2.2 – Le co-développement dans l’ Europe [8] de Tampere

L’Union Européenne semble devenir le nouvel horizon du co-développement… encore une fois en lien avec les politiques migratoires [9] . Partiellement communautarisée depuis le traité d’Amsterdam de 1999, la démarche européenne en la matière s’inscrit dans une approche globale telle que l’a définie le Conseil, notamment par le Pacte européen sur l’immigration et l’asile » (octobre 2008). Cette approche propose une démarche qui vise à l’organisation de l’immigration légale en tenant compte des besoins, des priorités et des capacités d’accueil déterminés par chaque Etat membre. Les objectifs spécifiques de cette approche communautaire sont : la lutte contre l’immigration irrégulière, notamment en assurant le retour dans leur pays d’origine ou vers un pays de transit des étrangers en situation irrégulière; le renforcement des contrôles aux frontières; la construction d’une « Europe de l’asile » et enfin la création d’un partenariat global avec les pays d’origine et de transit favorisant les synergies entre les migrations et le développement.
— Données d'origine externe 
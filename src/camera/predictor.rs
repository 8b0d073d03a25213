//! Viewpoint prediction by linear extrapolation of camera motion

use crate::camera::{yaw_flip, CameraRig, ViewpointSnapshot};
use crate::core::types::Quat;

/// Minimum frame delta accepted as a prediction baseline
const MIN_FRAME_DELTA: f32 = 1e-6;

fn wrap_angle(angle: f32) -> f32 {
    let tau = std::f32::consts::TAU;
    let wrapped = angle.rem_euclid(tau);
    if wrapped > std::f32::consts::PI {
        wrapped - tau
    } else {
        wrapped
    }
}

/// Predicts future viewpoints from the last two tracked snapshots.
///
/// [`track`](Self::track) must be called exactly once per render tick,
/// after all camera mutation for the frame; the tracked pose becomes
/// the "previous" sample for the next tick. Tracking before movement is
/// applied leaves predictions one tick stale.
pub struct ViewpointPredictor {
    current: Option<ViewpointSnapshot>,
    previous: Option<ViewpointSnapshot>,
    frame_delta: f32,
}

impl ViewpointPredictor {
    pub fn new() -> Self {
        Self {
            current: None,
            previous: None,
            frame_delta: 1.0 / 60.0,
        }
    }

    /// Record the viewpoint rendered this tick.
    pub fn track(&mut self, snapshot: ViewpointSnapshot, frame_delta: f32) {
        self.previous = self.current.replace(snapshot);
        self.frame_delta = frame_delta.max(MIN_FRAME_DELTA);
    }

    /// The live viewpoint, if one was tracked.
    pub fn current(&self) -> Option<&ViewpointSnapshot> {
        self.current.as_ref()
    }

    /// New, independent snapshot of where the viewpoint will be after
    /// `delta_seconds`, by linear extrapolation of the last frame step.
    ///
    /// Returns `None` until two snapshots have been tracked. The result
    /// is a disposable value; dropping it releases everything.
    pub fn predict(&self, delta_seconds: f32) -> Option<ViewpointSnapshot> {
        let current = self.current?;
        let previous = self.previous?;
        let factor = delta_seconds / self.frame_delta;

        let mut predicted = current;
        predicted.position =
            current.position + (current.position - previous.position) * factor;
        predicted.rig = match (current.rig, previous.rig) {
            (
                CameraRig::Desktop { yaw, pitch, roll },
                CameraRig::Desktop {
                    yaw: prev_yaw,
                    pitch: prev_pitch,
                    roll: prev_roll,
                },
            ) => CameraRig::Desktop {
                yaw: yaw + wrap_angle(yaw - prev_yaw) * factor,
                pitch: pitch + wrap_angle(pitch - prev_pitch) * factor,
                roll: roll + wrap_angle(roll - prev_roll) * factor,
            },
            (
                CameraRig::Immersive { rotation },
                CameraRig::Immersive { rotation: prev_rotation },
            ) => CameraRig::Immersive {
                rotation: extrapolate_headset(rotation, prev_rotation, factor),
            },
            // Rig changed between ticks; no motion baseline to extend
            (rig, _) => rig,
        };

        Some(predicted)
    }
}

/// Scale the incremental headset rotation by `factor`.
///
/// Both samples are moved into the shared convention before the delta
/// is taken and the result moved back, so the yaw-flipped storage does
/// not bend the extrapolation axis.
fn extrapolate_headset(rotation: Quat, prev_rotation: Quat, factor: f32) -> Quat {
    let flip = yaw_flip();
    let current = flip * rotation;
    let previous = flip * prev_rotation;

    let delta = current * previous.inverse();
    let (axis, mut angle) = delta.to_axis_angle();
    if angle > std::f32::consts::PI {
        angle -= std::f32::consts::TAU;
    }
    let step = Quat::from_axis_angle(axis, angle * factor);

    flip.inverse() * (step * current).normalize()
}

impl Default for ViewpointPredictor {
    fn default() -> Self {
        Self::new()
    }
}

#[cfg(test)]
mod tests {
    use super::*;
    use crate::core::types::Vec3;

    #[test]
    fn test_no_history_no_prediction() {
        let mut predictor = ViewpointPredictor::new();
        assert!(predictor.predict(0.5).is_none());

        predictor.track(ViewpointSnapshot::desktop(Vec3::ZERO, 0.0, 0.0), 1.0 / 60.0);
        assert!(predictor.predict(0.5).is_none());
        assert!(predictor.current().is_some());
    }

    #[test]
    fn test_position_extrapolation() {
        let mut predictor = ViewpointPredictor::new();

        // 10 m/s along X at 1s frames
        predictor.track(ViewpointSnapshot::desktop(Vec3::ZERO, 0.0, 0.0), 1.0);
        predictor.track(
            ViewpointSnapshot::desktop(Vec3::new(10.0, 0.0, 0.0), 0.0, 0.0),
            1.0,
        );

        let predicted = predictor.predict(0.5).unwrap();
        assert!((predicted.position.x - 15.0).abs() < 1e-4);
    }

    #[test]
    fn test_desktop_yaw_extrapolation() {
        let mut predictor = ViewpointPredictor::new();

        predictor.track(ViewpointSnapshot::desktop(Vec3::ZERO, 0.0, 0.0), 1.0);
        predictor.track(ViewpointSnapshot::desktop(Vec3::ZERO, 0.1, 0.0), 1.0);

        let predicted = predictor.predict(2.0).unwrap();
        match predicted.rig {
            CameraRig::Desktop { yaw, .. } => assert!((yaw - 0.3).abs() < 1e-5),
            _ => panic!("rig changed during prediction"),
        }
    }

    #[test]
    fn test_desktop_yaw_wraps_across_pi() {
        let mut predictor = ViewpointPredictor::new();
        let pi = std::f32::consts::PI;

        // Crossing the -pi/+pi seam must not spin the long way round
        predictor.track(ViewpointSnapshot::desktop(Vec3::ZERO, pi - 0.05, 0.0), 1.0);
        predictor.track(ViewpointSnapshot::desktop(Vec3::ZERO, -pi + 0.05, 0.0), 1.0);

        let predicted = predictor.predict(1.0).unwrap();
        match predicted.rig {
            CameraRig::Desktop { yaw, .. } => {
                assert!((wrap_angle(yaw - (-pi + 0.15))).abs() < 1e-4, "yaw {yaw}")
            }
            _ => panic!("rig changed during prediction"),
        }
    }

    #[test]
    fn test_headset_extrapolation() {
        let mut predictor = ViewpointPredictor::new();

        let step = Quat::from_rotation_y(0.1);
        predictor.track(ViewpointSnapshot::immersive(Vec3::ZERO, Quat::IDENTITY), 1.0);
        predictor.track(ViewpointSnapshot::immersive(Vec3::ZERO, step), 1.0);

        let predicted = predictor.predict(2.0).unwrap();
        match predicted.rig {
            CameraRig::Immersive { rotation } => {
                let expected = Quat::from_rotation_y(0.3);
                assert!(rotation.angle_between(expected) < 1e-4);
            }
            _ => panic!("rig changed during prediction"),
        }
    }

    #[test]
    fn test_prediction_is_independent_value() {
        let mut predictor = ViewpointPredictor::new();
        predictor.track(ViewpointSnapshot::desktop(Vec3::ZERO, 0.0, 0.0), 1.0);
        predictor.track(
            ViewpointSnapshot::desktop(Vec3::new(1.0, 0.0, 0.0), 0.0, 0.0),
            1.0,
        );

        let predicted = predictor.predict(1.0).unwrap();
        drop(predicted);

        // Live snapshot unaffected by the prediction's lifetime
        assert_eq!(
            predictor.current().unwrap().position,
            Vec3::new(1.0, 0.0, 0.0)
        );
    }
}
La part « co-développement » est intégralement contenue dans le dernier point où les européens affirment leur intention de favoriser les synergies entre les migrations et le développement, notamment par le biais d’un « partenariat global » entre l’UE et les pays d’émigration et de transit. Ce lien établi entre restriction d’accès et compensation financière devant être utilisée pour le développement, et coopération des pays tiers dans la lutte contre l’immigration clandestine se retrouve ainsi tant au niveau national qu’au niveau communautaire. Le Pacte jette dans le même sac le contrôle des frontières externes de l’Europe et la solidarité avec les pays du sud : le flou que l’on constate au niveau national s’applique sans conteste à la politique européenne. Le co-développement est transformé en un maillon de la stratégie « d’empire romain » que l’Europe met en place. Ainsi le projet de développement local doit se substituer au désir d’émigration des populations, les migrants et migrantes sont contenus aux limites du continent, les immigrés se voit réserver un espace restreint et lointain (celui de leur région d’origine) et une ambition limitée (aider là-bas alors que l’intégration est difficile ici), la solidarité internationale et l’aide au développement sont remplacées par une charité chétive et intéressée qui masque mal le rejet de l’autre.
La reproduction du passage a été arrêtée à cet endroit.